JavaScript Speech-to-Text API: Transcribe Audio with Privocio

Q: Does this work in the browser?

Yes, with fetch and FormData. Route requests through your backend if you cannot expose an API key to clients.

Q: Is Privocio Whisper-compatible?

Yes — model=whisper-1 and OpenAI SDK routes are supported. Compare vendors in our Privocio vs OpenAI Whisper guide.

JavaScript developer workspace with code editor and desktop microphone for speech-to-text API integration

Quick answer: Privocio lets JavaScript and TypeScript developers transcribe audio with a single fetch call or the OpenAI Node SDK. Upload a .wav file via FormData, pass model=whisper-1, authenticate with a Bearer token, and read the transcript from JSON.

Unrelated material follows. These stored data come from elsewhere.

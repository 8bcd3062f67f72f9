#![allow(dead_code)]

use alertbridge::backend::fake::FakeBackend;
use alertbridge::config::Config;
use alertbridge::core::{LabelSet, Matcher, PostableAlert, PostableSilence};
use alertbridge::forked::{new_forked_notifier, ForkedOptions, Mode};
use alertbridge::internal_metrics::test_recorder::TestRecorder;
use alertbridge::store::MemoryConfigStore;
use alertbridge::Backend;
use chrono::{Duration as ChronoDuration, Utc};
use std::net::SocketAddr;
use std::sync::Arc;
use std::time::Duration;

/// A configuration with every listener on an ephemeral port and metrics off.
pub fn test_config() -> Config {
    let mut config = Config::default();
    config.api.listen_address = SocketAddr::from(([127, 0, 0, 1], 0));
    config.metrics.enabled = false;
    config.metrics.system_metrics_enabled = false;
    config
}

/// A forked notifier over two fakes, with its metrics bound to `recorder`.
pub struct ForkedFixture {
    pub notifier: Arc<dyn Backend>,
    pub internal: Arc<FakeBackend>,
    pub remote: Arc<FakeBackend>,
    pub store: Arc<MemoryConfigStore>,
}

impl ForkedFixture {
    pub fn new(mode: Mode, sync_interval: Duration, recorder: &TestRecorder) -> Self {
        let internal = Arc::new(FakeBackend::new("internal"));
        let remote = Arc::new(FakeBackend::new("remote"));
        let store = Arc::new(MemoryConfigStore::new());
        let notifier = metrics::with_local_recorder(recorder, || {
            new_forked_notifier(
                mode,
                internal.clone(),
                remote.clone(),
                store.clone(),
                ForkedOptions {
                    org_id: 1,
                    sync_interval,
                },
            )
        });
        Self {
            notifier,
            internal,
            remote,
            store,
        }
    }
}

pub fn labels(pairs: &[(&str, &str)]) -> LabelSet {
    pairs
        .iter()
        .map(|(k, v)| (k.to_string(), v.to_string()))
        .collect()
}

pub fn alert(pairs: &[(&str, &str)]) -> PostableAlert {
    PostableAlert {
        labels: labels(pairs),
        ..Default::default()
    }
}

/// A silence on `name="value"` active for the next hour.
pub fn silence(name: &str, value: &str) -> PostableSilence {
    let now = Utc::now();
    PostableSilence {
        id: None,
        matchers: vec![Matcher {
            name: name.to_string(),
            value: value.to_string(),
            is_regex: false,
            is_equal: true,
        }],
        starts_at: now,
        ends_at: now + ChronoDuration::hours(1),
        created_by: "tests".to_string(),
        comment: "maintenance".to_string(),
    }
}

If you are building a voice chatbot, browser recorder, Node automation, or AI agent that needs speech input, you need a reliable JavaScript speech-to-text API that works in both server and client environments.

In this guide, you will learn how to transcribe audio with Privocio using fetch, the OpenAI Node SDK, and Server-Sent Events (SSE) streaming. We mirror the structure of our Python speech-to-text guide so your team can pick the language that fits your stack.

Privocio is built for teams that need private speech-to-text infrastructure with hosted or self-hosted deployment, predictable pricing, and output modes for AI workflows.

Use case	Runtime	API style
Audio file transcription	Node 18+ or browser	HTTP + OpenAI-compatible

What is a JavaScript Speech-to-Text API?

A JavaScript Speech-to-Text API lets your app send audio to a transcription service and receive text back.

Instead of running models locally, your Node or browser code can:

upload an audio file with FormData
authenticate with an API key
pass a model name such as whisper-1
optionally set language and output mode

This is useful for AI agents, voice chatbots, meeting tools, support call analysis, and internal automation.

See the short overview on our JavaScript SDK page — this post is the full tutorial.

Why use Privocio for speech-to-text in JavaScript?

Simple HTTP integration

Privocio uses Bearer authentication. The production API base is:

https://api.privocio.com

Batch transcription endpoint:

/v1/transcriptions

See JavaScript examples in the docs and the API reference.

OpenAI Node SDK compatible

Change baseURL to Privocio and keep your existing OpenAI SDK code. Privocio supports the familiar Whisper-style transcription flow — a practical Whisper API alternative for Node teams.

Streaming with SSE

For live or near-real-time transcription, use /v1/transcriptions/stream and parse SSE events in the browser or Node.

Predictable pricing

Privocio uses flat-rate packages instead of unpredictable per-minute billing — easier to budget for agents and high-volume apps.

Prerequisites

Node.js 18+ (for server examples) or a modern browser
an audio file, for example recording.wav
a Privocio API key (authentication docs)
for the SDK path: npm install openai

JavaScript Speech-to-Text API example with fetch

This example works in Node 18+ and modern browsers (use a Blob or File instead of a filesystem path in the browser).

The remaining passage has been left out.